##### TASK INPUTS
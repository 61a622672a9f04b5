//! Startup wiring
//!
//! Configuration loading and construction of the fetcher, backend registry,
//! cache and aggregator from a validated [`Config`].

use std::sync::Arc;

use anyhow::{Context, Result};
use tracing::info;
use vidsrc_providers::fetch::{HttpFetcher, ReqwestFetcher};

use crate::aggregator::ResolutionAggregator;
use crate::cache::{CacheStore, KeyBuilder, MemoryCacheStore, RedisCacheStore, TieredCacheStore};
use crate::provider::{ApiFallbackBackend, BackendRegistry};
use crate::Config;

/// Load configuration from config file or environment variables
///
/// Config file search order:
/// 1. `explicit_path` (e.g. a `--config` flag)
/// 2. VIDSRC_CONFIG_PATH environment variable
/// 3. ./config.yaml (current working directory)
/// 4. Fall back to environment variables only
pub fn load_config(explicit_path: Option<&str>) -> Result<Config> {
    if let Some(path) = explicit_path {
        if !std::path::Path::new(path).exists() {
            anyhow::bail!("Config file {path} does not exist");
        }
    }

    let config_path = explicit_path
        .map(str::to_string)
        .or_else(|| {
            std::env::var("VIDSRC_CONFIG_PATH")
                .ok()
                .filter(|p| std::path::Path::new(p).exists())
        })
        .or_else(|| {
            let cwd = "config.yaml";
            std::path::Path::new(cwd).exists().then(|| cwd.to_string())
        });

    let config = match config_path {
        Some(path) => {
            Config::from_file(&path).with_context(|| format!("Failed to load config from {path}"))?
        }
        None => Config::from_env().context("Failed to load config from environment")?,
    };

    // Validate configuration (fail fast on misconfigurations)
    if let Err(errors) = config.validate() {
        for error in &errors {
            tracing::error!("Config validation error: {}", error);
        }
        return Err(anyhow::anyhow!(
            "Configuration validation failed with {} error(s): {}",
            errors.len(),
            errors.join("; ")
        ));
    }

    Ok(config)
}

pub fn build_fetcher(config: &Config) -> Result<Arc<dyn HttpFetcher>> {
    let fetcher = ReqwestFetcher::new(&config.fetch.to_settings()).context("Failed to build HTTP client")?;
    Ok(Arc::new(fetcher))
}

pub fn build_registry(config: &Config, fetcher: Arc<dyn HttpFetcher>) -> Result<BackendRegistry> {
    let registry = BackendRegistry::from_config(&config.backends, config.default_backend.as_deref(), fetcher)?;
    info!(
        backends = ?registry.names(),
        default = registry.default_name().unwrap_or("none"),
        "Backend registry built"
    );
    Ok(registry)
}

/// L1 moka store, fronting Redis when `cache.redis_url` is set.
///
/// `None` when caching is disabled.
pub async fn build_cache(config: &Config) -> Result<Option<Arc<dyn CacheStore>>> {
    if !config.cache.enabled {
        info!("Cache disabled");
        return Ok(None);
    }

    let ttl = Some(config.cache.ttl());
    let l1 = MemoryCacheStore::new(config.cache.l1_max_capacity, ttl);
    let l2: Option<Arc<dyn CacheStore>> = match &config.cache.redis_url {
        Some(url) => {
            let redis = RedisCacheStore::connect(url, ttl)
                .await
                .context("Failed to connect to Redis cache")?;
            Some(Arc::new(redis))
        }
        None => None,
    };

    info!(l2 = l2.is_some(), ttl_seconds = config.cache.ttl_seconds, "Cache initialized");
    Ok(Some(Arc::new(TieredCacheStore::new(l1, l2))))
}

/// Everything a caller needs to resolve sources.
pub async fn build_aggregator(config: &Config) -> Result<ResolutionAggregator> {
    let fetcher = build_fetcher(config)?;
    let registry = build_registry(config, fetcher.clone())?;

    let mut aggregator = ResolutionAggregator::new(Arc::new(registry));

    if let Some(cache) = build_cache(config).await? {
        aggregator = aggregator.with_cache(cache, KeyBuilder::from_config(&config.cache), config.cache.ttl());
        if config.cache.single_flight {
            aggregator = aggregator.with_single_flight();
        }
    }

    if config.fallback.enabled {
        aggregator = aggregator.with_fallback(Arc::new(ApiFallbackBackend::new(&config.fallback.base_url, fetcher)));
        info!(base_url = %config.fallback.base_url, "Fallback resolver enabled");
    }

    Ok(aggregator)
}

#[cfg(test)]
mod tests {
    use super::*;
    use crate::config::{BackendConfig, BackendKind};

    fn config() -> Config {
        Config {
            backends: vec![BackendConfig {
                name: "vidcdn".to_string(),
                kind: BackendKind::DirectLink,
                page_url: "https://site.example/{episode}".to_string(),
            }],
            ..Config::default()
        }
    }

    #[test]
    fn test_load_config_missing_explicit_path() {
        assert!(load_config(Some("/nonexistent/vidsrc.yaml")).is_err());
    }

    #[tokio::test]
    async fn test_build_aggregator_memory_only() {
        let aggregator = build_aggregator(&config()).await.unwrap();
        assert_eq!(aggregator.registry().names(), ["vidcdn"]);
    }

    #[tokio::test]
    async fn test_build_cache_disabled() {
        let mut config = config();
        config.cache.enabled = false;
        assert!(build_cache(&config).await.unwrap().is_none());
    }
}
//! Integration tests for the ATR codec
//!
//! These tests exercise whole ATRs captured from real cards and the edit
//! cycle end to end:
//! - Decoding of interface bytes and compact-TLV historical characters
//! - Byte-exact re-encoding
//! - Protocol indication edits and chain consistency
//! - Fallback to invalid historical characters

use iso7816_atr::historical::HistoricalKind;
use iso7816_atr::protocol::{ClockRateConversion, RedundancyCode};
use iso7816_atr::tlv::{FileIoServicesMethod, TAG_APPLICATION_IDENTIFIER};
use iso7816_atr::{
    Atr, AtrError, ByteSlot, ChecksumStatus, DataObject, HistoricalCharacters, Interpreted,
    Parser, ProtocolType, Result,
};

// ============================================================================
// Helper Functions
// ============================================================================

mod helpers {
    use super::*;

    /// YubiKey 5 NFC over the contact interface
    pub const YUBIKEY: &str = "3B FD 13 00 00 81 31 FE 15 80 73 C0 21 C0 57 59 75 62 69 4B 65 79 40";

    /// PC/SC part 3 ATR built by a reader for a MIFARE Classic 1K
    pub const PCSC_CONTACTLESS: &str = "3B 8F 80 01 80 4F 0C A0 00 00 03 06 03 00 01 00 00 00 00 6A";

    /// T=0 card with proprietary historical characters
    pub const PROPRIETARY_T0: &str = "3B 65 00 00 9C 11 01 01 03";

    pub fn atr(text: &str) -> Atr {
        text.parse().expect("valid ATR")
    }

    pub fn bytes(text: &str) -> Vec<u8> {
        hex::decode(text.replace(' ', "")).expect("valid hex")
    }

    /// The encoded bytes parse back into the same groups, group 1 is global
    /// and only the global group may be empty at the end of the chain
    pub fn assert_chain_consistent(atr: &Atr) {
        let chain = atr.chain();
        let reparsed = Parser::new().parse(&atr.to_bytes()).expect("encoded ATR parses");
        assert_eq!(reparsed.chain().groups(), chain.groups());
        assert_eq!(reparsed.historical_bytes(), atr.historical_bytes());

        assert_eq!(chain.groups()[0].group_type(), ProtocolType::Global);
        assert!(chain.groups()[1..]
            .iter()
            .all(|group| group.group_type() != ProtocolType::Global));
        if atr.chain().checksum_required() {
            assert_eq!(atr.checksum_status(), ChecksumStatus::Valid);
        }
    }
}
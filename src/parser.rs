//! Byte-level ATR parser

use crate::atr::Atr;
use crate::chain::InterfaceGroupChain;
use crate::core::Convention;
use crate::encoding::{xor_checksum, ByteReader};
use crate::error::{AtrError, Result};
use crate::historical::HistoricalCharacters;
use tracing::{trace, warn};

/// TS plus at most 32 further characters
pub const MAX_ATR_LEN: usize = 33;

/// ATR parser
///
/// By default a wrong or missing TCK is logged and tolerated; the result can
/// still be inspected through [`Atr::checksum_status`].
#[derive(Debug, Clone, Copy, PartialEq, Eq)]
pub struct Parser {
    /// Reject a TCK that does not match
    pub strict_checksum: bool,
    /// Accept an ATR whose TCK is required but missing
    pub allow_missing_checksum: bool,
}

impl Parser {
    /// Create a lenient parser
    pub fn new() -> Self {
        Parser {
            strict_checksum: false,
            allow_missing_checksum: true,
        }
    }

    /// Parse a complete ATR, TS included
    pub fn parse(&self, bytes: &[u8]) -> Result<Atr> {
        let mut reader = ByteReader::new(bytes);
        let convention = Convention::try_from(reader.read_u8("TS")?)?;
        let (chain, historical_len) = InterfaceGroupChain::parse(&mut reader)?;
        let historical_bytes = reader
            .read_bytes(historical_len, "historical characters")?
            .to_vec();

        let tck = match reader.remaining() {
            0 => None,
            1 => Some(reader.read_u8("TCK")?),
            extra => {
                return Err(AtrError::invalid_structure(format!(
                    "{} unexpected bytes after the historical characters",
                    extra
                )))
            }
        };

        self.check_tck(bytes, &chain, tck)?;
        if bytes.len() > MAX_ATR_LEN {
            warn!(len = bytes.len(), "ATR longer than {} bytes", MAX_ATR_LEN);
        }

        let historical = HistoricalCharacters::parse(&historical_bytes);
        trace!(
            %convention,
            groups = chain.len(),
            historical_kind = %historical.kind(),
            "parsed ATR"
        );

        Ok(Atr::from_parts(
            convention,
            chain,
            historical_bytes,
            historical,
            tck,
            bytes.to_vec(),
        ))
    }

    fn check_tck(&self, bytes: &[u8], chain: &InterfaceGroupChain, tck: Option<u8>) -> Result<()> {
        match tck {
            Some(actual) => {
                let expected = xor_checksum(&bytes[1..bytes.len() - 1]);
                if expected != actual {
                    if self.strict_checksum {
                        return Err(AtrError::ChecksumMismatch { expected, actual });
                    }
                    warn!(expected, actual, "TCK mismatch");
                }
            }
            None if chain.checksum_required() => {
                if !self.allow_missing_checksum {
                    return Err(AtrError::invalid_structure(
                        "TCK is required when protocols other than T=0 are indicated",
                    ));
                }
                warn!("TCK missing");
            }
            None => {}
        }
        Ok(())
    }
}

impl Default for Parser {
    fn default() -> Self {
        Self::new()
    }
}

/// Builder for a [`Parser`] with non-default checksum handling
pub struct ParserBuilder {
    strict_checksum: bool,
    allow_missing_checksum: bool,
}

impl ParserBuilder {
    /// Create a new parser builder
    pub fn new() -> Self {
        let defaults = Parser::new();
        ParserBuilder {
            strict_checksum: defaults.strict_checksum,
            allow_missing_checksum: defaults.allow_missing_checksum,
        }
    }

    /// Fail on a TCK mismatch instead of logging it
    pub fn with_strict_checksum(mut self, strict: bool) -> Self {
        self.strict_checksum = strict;
        self
    }

    /// Whether a required but missing TCK is accepted
    pub fn with_missing_checksum_allowed(mut self, allowed: bool) -> Self {
        self.allow_missing_checksum = allowed;
        self
    }

    /// Build the parser
    pub fn build(self) -> Parser {
        Parser {
            strict_checksum: self.strict_checksum,
            allow_missing_checksum: self.allow_missing_checksum,
        }
    }
}

impl Default for ParserBuilder {
    fn default() -> Self {
        Self::new()
    }
}
impl InterfaceGroupChain {
    /// A chain holding only an empty global group (implicit T=0)
    pub fn new() -> Self {
        InterfaceGroupChain {
            groups: vec![InterfaceGroup::new(ProtocolType::Global)],
        }
    }

    /// Parse T0 and the interface bytes that follow it
    ///
    /// Returns the chain and the number of historical bytes announced by T0.
    /// The reader is left at the first historical byte.
    pub fn parse(reader: &mut ByteReader<'_>) -> Result<(Self, usize)> {
        let t0 = IndicatorByte(reader.read_u8("T0")?);
        let historical_len = t0.nibble() as usize;

        let mut groups = Vec::new();
        let mut indicator = t0;
        let mut group_type = ProtocolType::Global;

        loop {
            let number = groups.len() + 1;
            let mut group = InterfaceGroup::new(group_type);
            if indicator.ta_present() {
                group.ta = Some(reader.read_u8(&format!("TA{}", number))?);
            }
            if indicator.tb_present() {
                group.tb = Some(reader.read_u8(&format!("TB{}", number))?);
            }
            if indicator.tc_present() {
                group.tc = Some(reader.read_u8(&format!("TC{}", number))?);
            }
            trace!(number, group_type = %group_type, "parsed interface group");

            let next = if indicator.td_present() {
                Some(IndicatorByte(reader.read_u8(&format!("TD{}", number))?))
            } else {
                None
            };
            groups.push(group);

            match next {
                Some(td) => {
                    group_type = ProtocolType::from_nibble(td.nibble());
                    indicator = td;
                }
                None => break,
            }
        }

        Ok((InterfaceGroupChain { groups }, historical_len))
    }

    /// Write T0 and all interface bytes, deriving every TDi from the chain
    pub fn serialize(&self, historical_len: usize, writer: &mut ByteWriter) -> Result<()> {
        if historical_len > MAX_HISTORICAL_BYTES {
            return Err(AtrError::invalid_structure(format!(
                "{} historical bytes exceed the maximum of {}",
                historical_len, MAX_HISTORICAL_BYTES
            )));
        }

        writer.write_u8(self.indicator_for(0, historical_len as u8).0);

        for (index, group) in self.groups.iter().enumerate() {
            writer.write_opt(group.ta);
            writer.write_opt(group.tb);
            writer.write_opt(group.tc);

            if let Some(next) = self.groups.get(index + 1) {
                let nibble = next.group_type.nibble().ok_or_else(|| {
                    AtrError::invalid_structure(format!(
                        "Group {} cannot be a global group",
                        index + 2
                    ))
                })?;
                writer.write_u8(self.indicator_for(index + 1, nibble).0);
            }
        }

        Ok(())
    }

    /// Indicator byte announcing `groups[index]`
    fn indicator_for(&self, index: usize, nibble: u8) -> IndicatorByte {
        let group = &self.groups[index];
        let mut indicator = IndicatorByte(0);
        indicator.set_nibble(nibble);
        indicator.set_ta_present(group.ta.is_some());
        indicator.set_tb_present(group.tb.is_some());
        indicator.set_tc_present(group.tc.is_some());
        indicator.set_td_present(index + 1 < self.groups.len());
        indicator
    }

    /// All groups in physical order
    pub fn groups(&self) -> &[InterfaceGroup] {
        &self.groups
    }

    pub fn len(&self) -> usize {
        self.groups.len()
    }

    /// Always false: the global group cannot be removed
    pub fn is_empty(&self) -> bool {
        self.groups.is_empty()
    }

    /// Group by its 1-based physical number
    pub fn group(&self, number: usize) -> Option<&InterfaceGroup> {
        number.checked_sub(1).and_then(|index| self.groups.get(index))
    }

    /// The TDi content at the end of group `number`, if any
    pub fn next_indicator(&self, number: usize) -> Option<NextGroupIndicator> {
        let next = self.groups.get(number)?;
        number.checked_sub(1)?;
        Some(NextGroupIndicator {
            ta_present: next.ta.is_some(),
            tb_present: next.tb.is_some(),
            tc_present: next.tc.is_some(),
            group_type: next.group_type,
        })
    }

    /// Type of the reserved second group, `None` while T=0 is implicit
    pub fn second_group_type(&self) -> Option<ProtocolType> {
        self.groups.get(1).map(|group| group.group_type)
    }

    /// Protocols the chain offers, in ascending order
    ///
    /// A chain that names no protocol offers T=0 implicitly.
    pub fn indicated_protocols(&self) -> Vec<ProtocolType> {
        let mut protocols: Vec<ProtocolType> = Vec::new();
        for group in self.groups.iter().skip(1) {
            if group.group_type.is_protocol() && !protocols.contains(&group.group_type) {
                protocols.push(group.group_type);
            }
        }

        if protocols.is_empty() {
            protocols.push(ProtocolType::T0);
        }
        protocols.sort();
        protocols
    }

    /// Whether the protocol is offered, explicitly or as the implicit T=0
    pub fn indicates(&self, protocol: ProtocolType) -> bool {
        self.indicated_protocols().contains(&protocol)
    }

    /// Whether T=0 is offered only because no protocol is named
    pub fn is_implicit_t0(&self) -> bool {
        !self
            .groups
            .iter()
            .skip(1)
            .any(|group| group.group_type.is_protocol())
    }

    /// TCK must be sent unless T=0 is the only type ever named
    pub fn checksum_required(&self) -> bool {
        self.groups
            .iter()
            .skip(1)
            .any(|group| group.group_type != ProtocolType::T0)
    }

    /// Indexes of the groups holding bytes specific to `group_type`
    fn specific_positions(&self, group_type: ProtocolType) -> impl Iterator<Item = usize> + '_ {
        self.groups
            .iter()
            .enumerate()
            .skip(2)
            .filter(move |(_, group)| group.group_type == group_type)
            .map(|(index, _)| index)
    }

    /// Number of groups carrying bytes specific to `group_type`
    pub fn specific_group_count(&self, group_type: ProtocolType) -> usize {
        self.specific_positions(group_type).count()
    }

    fn position_of(&self, group_type: ProtocolType, index: usize) -> Option<usize> {
        match group_type {
            ProtocolType::Global => (index < 2 && index < self.groups.len()).then_some(index),
            other => self.specific_positions(other).nth(index),
        }
    }

    /// Read a parameter byte
    ///
    /// For [`ProtocolType::Global`], index 0 is group 1 and index 1 is the
    /// reserved second group. For any other type, `index` counts the groups of
    /// that type from group 3 onward.
    pub fn byte(&self, group_type: ProtocolType, index: usize, slot: ByteSlot) -> Option<u8> {
        self.position_of(group_type, index)
            .and_then(|position| self.groups[position].byte(slot))
    }

    /// Write or clear a parameter byte, creating the groups needed to hold it
    ///
    /// Missing groups are materialized first: the second group as an explicit
    /// T=0 group if it does not exist, then groups of the requested type until
    /// `index` is reachable. Trailing groups left empty afterwards are pruned.
    pub fn set_byte(
        &mut self,
        group_type: ProtocolType,
        index: usize,
        slot: ByteSlot,
        value: Option<u8>,
    ) -> Result<()> {
        if group_type == ProtocolType::Global && index > 1 {
            return Err(AtrError::invalid_parameter(format!(
                "Global interface bytes live in groups 1 and 2, not group {}",
                index + 1
            )));
        }

        let position = match self.position_of(group_type, index) {
            Some(position) => position,
            None if value.is_none() => return Ok(()),
            None => self.materialize(group_type, index),
        };

        self.groups[position].set_byte(slot, value);
        self.prune();
        Ok(())
    }

    fn materialize(&mut self, group_type: ProtocolType, index: usize) -> usize {
        self.ensure_second_group();
        if group_type == ProtocolType::Global {
            return index;
        }

        loop {
            let existing: Vec<usize> = self.specific_positions(group_type).collect();
            if let Some(&position) = existing.get(index) {
                return position;
            }

            let at = match existing.last() {
                Some(last) => last + 1,
                None => self.insertion_point(group_type),
            };
            trace!(group_type = %group_type, number = at + 1, "inserting interface group");
            self.groups.insert(at, InterfaceGroup::new(group_type));
        }
    }

    /// Turn an implicit T=0 into an explicit second group
    fn ensure_second_group(&mut self) {
        if self.groups.len() == 1 {
            self.groups.push(InterfaceGroup::new(ProtocolType::T0));
        }
    }

    /// Position right after the last group of a strictly lower type, never
    /// before the specific groups start
    fn insertion_point(&self, group_type: ProtocolType) -> usize {
        let after_lower = self
            .groups
            .iter()
            .rposition(|group| group.group_type < group_type)
            .map_or(self.groups.len(), |position| position + 1);
        after_lower.max(2).min(self.groups.len())
    }

    /// Drop trailing groups that hold no bytes
    ///
    /// Scanning backward, an empty group is removed when another group still
    /// names its type, or when it is a T=15 group. The scan stops at the first
    /// group that has to stay, so earlier bytes never move. The global group
    /// and the last group naming a protocol are kept.
    pub fn prune(&mut self) {
        while self.groups.len() > 1 {
            let last = self.groups.len() - 1;
            let group = &self.groups[last];
            if !group.is_empty() {
                break;
            }

            let removable = match group.group_type {
                ProtocolType::GlobalExtended => true,
                group_type => self.groups[1..last]
                    .iter()
                    .any(|other| other.group_type == group_type),
            };
            if !removable {
                break;
            }

            trace!(group_type = %group.group_type, number = last + 1, "pruning empty interface group");
            self.groups.pop();
        }
    }

    /// Offer an additional protocol
    ///
    /// If T=0 was only implicit it becomes an explicit second group first, so
    /// it is not silently dropped. A protocol lower than the one in the second
    /// group takes that group over; the displaced protocol keeps its
    /// indication through a group of its own.
    pub fn add_indication(&mut self, protocol: ProtocolType) -> Result<()> {
        if !protocol.is_protocol() {
            return Err(AtrError::invalid_parameter(format!(
                "{} is not a transmission protocol",
                protocol
            )));
        }
        if self.indicates(protocol) {
            return Ok(());
        }

        self.ensure_second_group();
        let second = self.groups[1].group_type;

        if protocol < second {
            self.groups[1].group_type = protocol;
            let still_named = self.groups[2..]
                .iter()
                .any(|group| group.group_type == second);
            if second.is_protocol() && !still_named {
                let at = self.insertion_point(second);
                self.groups.insert(at, InterfaceGroup::new(second));
            }
        } else {
            let at = self.insertion_point(protocol);
            self.groups.insert(at, InterfaceGroup::new(protocol));
        }

        trace!(protocol = %protocol, "protocol indication added");
        Ok(())
    }

    /// Stop offering a protocol, dropping every group specific to it
    ///
    /// The second group is never deleted: if it names the removed protocol it
    /// is retargeted to the next protocol named further down the chain, and
    /// its TC2 is cleared when the removed protocol was T=0.
    pub fn remove_indication(&mut self, protocol: ProtocolType) -> Result<()> {
        if !protocol.is_protocol() {
            return Err(AtrError::invalid_parameter(format!(
                "{} is not a transmission protocol",
                protocol
            )));
        }

        let indicated = self.indicated_protocols();
        if !indicated.contains(&protocol) {
            return Err(AtrError::invalid_operation(format!(
                "{} is not indicated",
                protocol
            )));
        }
        if indicated.len() == 1 {
            return Err(AtrError::invalid_operation(format!(
                "Cannot remove {}: at least one protocol must stay indicated",
                protocol
            )));
        }

        let mut index = 0;
        self.groups.retain(|group| {
            let keep = index < 2 || group.group_type != protocol;
            index += 1;
            keep
        });

        if self.groups[1].group_type == protocol {
            let next = self.groups[2..]
                .iter()
                .map(|group| group.group_type)
                .find(|group_type| group_type.is_protocol())
                .ok_or_else(|| {
                    AtrError::invalid_operation(format!(
                        "No protocol left to take over group 2 from {}",
                        protocol
                    ))
                })?;

            if protocol == ProtocolType::T0 {
                self.groups[1].tc = None;
            }
            self.groups[1].group_type = next;
        }

        self.prune();
        trace!(protocol = %protocol, "protocol indication removed");
        Ok(())
    }
}
impl<'a> GlobalParameters<'a> {
    pub fn new(chain: &'a InterfaceGroupChain) -> Self {
        GlobalParameters { chain }
    }

    fn first(&self, slot: ByteSlot) -> Option<u8> {
        self.chain.byte(ProtocolType::Global, 0, slot)
    }

    fn second(&self, slot: ByteSlot) -> Option<u8> {
        self.chain.byte(ProtocolType::Global, 1, slot)
    }

    fn extended(&self, slot: ByteSlot) -> Option<u8> {
        self.chain.byte(ProtocolType::GlobalExtended, 0, slot)
    }

    /// Fi/fmax from TA1
    pub fn fi(&self) -> Option<ClockRateConversion> {
        self.first(ByteSlot::Ta)
            .map(|ta1| ClockRateConversion::from_code(ta1 >> 4))
    }

    pub fn fi_value(&self) -> ClockRateConversion {
        self.fi()
            .unwrap_or(ClockRateConversion::from_code(defaults::FI_CODE))
    }

    /// Di from TA1
    pub fn di(&self) -> Option<BaudRateAdjustment> {
        self.first(ByteSlot::Ta).map(BaudRateAdjustment::from_code)
    }

    pub fn di_value(&self) -> BaudRateAdjustment {
        self.di()
            .unwrap_or(BaudRateAdjustment::from_code(defaults::DI_CODE))
    }

    /// Programming current from TB1
    pub fn vpp_current(&self) -> Option<VppCurrent> {
        self.first(ByteSlot::Tb)
            .map(|tb1| VppCurrent::from_bits(tb1 >> 5))
    }

    pub fn vpp_current_value(&self) -> VppCurrent {
        self.vpp_current().unwrap_or(VppCurrent::Milliamps50)
    }

    /// Programming voltage in tenths of a volt, TB2 taking precedence over TB1
    pub fn vpp_voltage(&self) -> Option<u16> {
        if let Some(tb2) = self.second(ByteSlot::Tb) {
            return Some(tb2 as u16);
        }
        match self.first(ByteSlot::Tb).map(|tb1| tb1 & 0x1F) {
            Some(0) | None => None,
            Some(pi1) => Some(pi1 as u16 * 10),
        }
    }

    pub fn vpp_voltage_value(&self) -> u16 {
        self.vpp_voltage().unwrap_or(defaults::VPP_DECIVOLTS)
    }

    /// Whether Vpp is connected, known only when TB1 is present
    pub fn is_vpp_connected(&self) -> Option<bool> {
        self.first(ByteSlot::Tb).map(|tb1| tb1 & 0x1F != 0)
    }

    /// Vpp counts as not connected when nothing is coded
    pub fn is_vpp_connected_value(&self) -> bool {
        self.is_vpp_connected().unwrap_or(false)
    }

    /// Extra guard time N from TC1
    pub fn extra_guard_time(&self) -> Option<u8> {
        self.first(ByteSlot::Tc)
    }

    pub fn extra_guard_time_value(&self) -> u8 {
        self.extra_guard_time()
            .unwrap_or(defaults::EXTRA_GUARD_TIME)
    }

    /// Specific mode byte TA2; absent means negotiable mode
    pub fn specific_mode(&self) -> Option<SpecificMode> {
        self.second(ByteSlot::Ta).map(SpecificMode::decode)
    }

    pub fn clock_stop(&self) -> Option<ClockStop> {
        self.extended(ByteSlot::Ta)
            .map(|ta| ClockStop::from_bits(ta >> 6))
    }

    pub fn clock_stop_value(&self) -> ClockStop {
        self.clock_stop().unwrap_or(ClockStop::NotSupported)
    }

    pub fn class_indicator(&self) -> Option<ClassIndicator> {
        self.extended(ByteSlot::Ta)
            .map(|ta| ClassIndicator(ta & 0x3F))
    }

    pub fn class_indicator_value(&self) -> ClassIndicator {
        self.class_indicator()
            .unwrap_or(ClassIndicator(ClassIndicator::A))
    }

    pub fn spu(&self) -> Option<Spu> {
        self.extended(ByteSlot::Tb).map(Spu::decode)
    }

    pub fn spu_value(&self) -> Spu {
        self.spu().unwrap_or(Spu::NotUsed)
    }
}
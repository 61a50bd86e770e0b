//! Error types for ATR parsing and editing

use thiserror::Error;

/// Result type for ATR operations
pub type Result<T> = std::result::Result<T, AtrError>;

/// Errors raised while parsing an ATR or applying an edit to it
///
/// Structural variants make the whole ATR unreadable. The remaining variants
/// are precondition failures of a direct API call and never end up stored in
/// the model.
#[derive(Error, Debug, Clone, PartialEq, Eq)]
pub enum AtrError {
    /// Indicated bytes run past the end of the buffer
    #[error("Insufficient data: {0}")]
    InsufficientData(String),

    /// Bytes are present but cannot form an ATR
    #[error("Invalid structure: {0}")]
    InvalidStructure(String),

    /// TCK does not match the XOR of the preceding bytes
    #[error("Checksum mismatch: expected 0x{expected:02X}, got 0x{actual:02X}")]
    ChecksumMismatch { expected: u8, actual: u8 },

    /// A field value outside the range the standard allows
    #[error("Invalid parameter: {0}")]
    InvalidParameter(String),

    /// An edit that would leave the ATR inconsistent
    #[error("Invalid operation: {0}")]
    InvalidOperation(String),
}

impl AtrError {
    /// Create a new InsufficientData error
    pub fn insufficient_data(msg: impl Into<String>) -> Self {
        AtrError::InsufficientData(msg.into())
    }

    /// Create a new InvalidStructure error
    pub fn invalid_structure(msg: impl Into<String>) -> Self {
        AtrError::InvalidStructure(msg.into())
    }

    /// Create a new InvalidParameter error
    pub fn invalid_parameter(msg: impl Into<String>) -> Self {
        AtrError::InvalidParameter(msg.into())
    }

    /// Create a new InvalidOperation error
    pub fn invalid_operation(msg: impl Into<String>) -> Self {
        AtrError::InvalidOperation(msg.into())
    }

    /// Whether this error means the bytes themselves could not be parsed
    pub fn is_structural(&self) -> bool {
        matches!(
            self,
            AtrError::InsufficientData(_)
                | AtrError::InvalidStructure(_)
                | AtrError::ChecksumMismatch { .. }
        )
    }
}

/// A content error inside the historical characters
///
/// Unlike [`AtrError`], this is data rather than a failure: it is attached to
/// the historical characters it was found in and the rest of the ATR stays
/// usable.
#[derive(Error, Debug, Clone, PartialEq, Eq)]
#[cfg_attr(feature = "serde", derive(serde::Serialize, serde::Deserialize))]
#[error("{message} (at byte {byte_index})")]
pub struct ParseError {
    /// Human readable description
    pub message: String,
    /// Offset into the historical characters where the problem was found
    pub byte_index: usize,
}

impl ParseError {
    /// Create a new content error at `byte_index`
    pub fn new(message: impl Into<String>, byte_index: usize) -> Self {
        ParseError {
            message: message.into(),
            byte_index,
        }
    }
}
##########
EXERCISE: Take the lines above from the first through the one containing "for error in" and reproduce them exactly; include nothing else.

ANSWER BELOW:
repository 61a622672a9f04b5
//! Startup wiring
//!
//! Configuration loading and construction of the fetcher, backend registry,
//! cache and aggregator from a validated [`Config`].

use std::sync::Arc;

use anyhow::{Context, Result};
use tracing::info;
use vidsrc_providers::fetch::{HttpFetcher, ReqwestFetcher};

use crate::aggregator::ResolutionAggregator;
use crate::cache::{CacheStore, KeyBuilder, MemoryCacheStore, RedisCacheStore, TieredCacheStore};
use crate::provider::{ApiFallbackBackend, BackendRegistry};
use crate::Config;

/// Load configuration from config file or environment variables
///
/// Config file search order:
/// 1. `explicit_path` (e.g. a `--config` flag)
/// 2. VIDSRC_CONFIG_PATH environment variable
/// 3. ./config.yaml (current working directory)
/// 4. Fall back to environment variables only
pub fn load_config(explicit_path: Option<&str>) -> Result<Config> {
    if let Some(path) = explicit_path {
        if !std::path::Path::new(path).exists() {
            anyhow::bail!("Config file {path} does not exist");
        }
    }

    let config_path = explicit_path
        .map(str::to_string)
        .or_else(|| {
            std::env::var("VIDSRC_CONFIG_PATH")
                .ok()
                .filter(|p| std::path::Path::new(p).exists())
        })
        .or_else(|| {
            let cwd = "config.yaml";
            std::path::Path::new(cwd).exists().then(|| cwd.to_string())
        });

    let config = match config_path {
        Some(path) => {
            Config::from_file(&path).with_context(|| format!("Failed to load config from {path}"))?
        }
        None => Config::from_env().context("Failed to load config from environment")?,
    };

    // Validate configuration (fail fast on misconfigurations)
    if let Err(errors) = config.validate() {
        for error in &errors {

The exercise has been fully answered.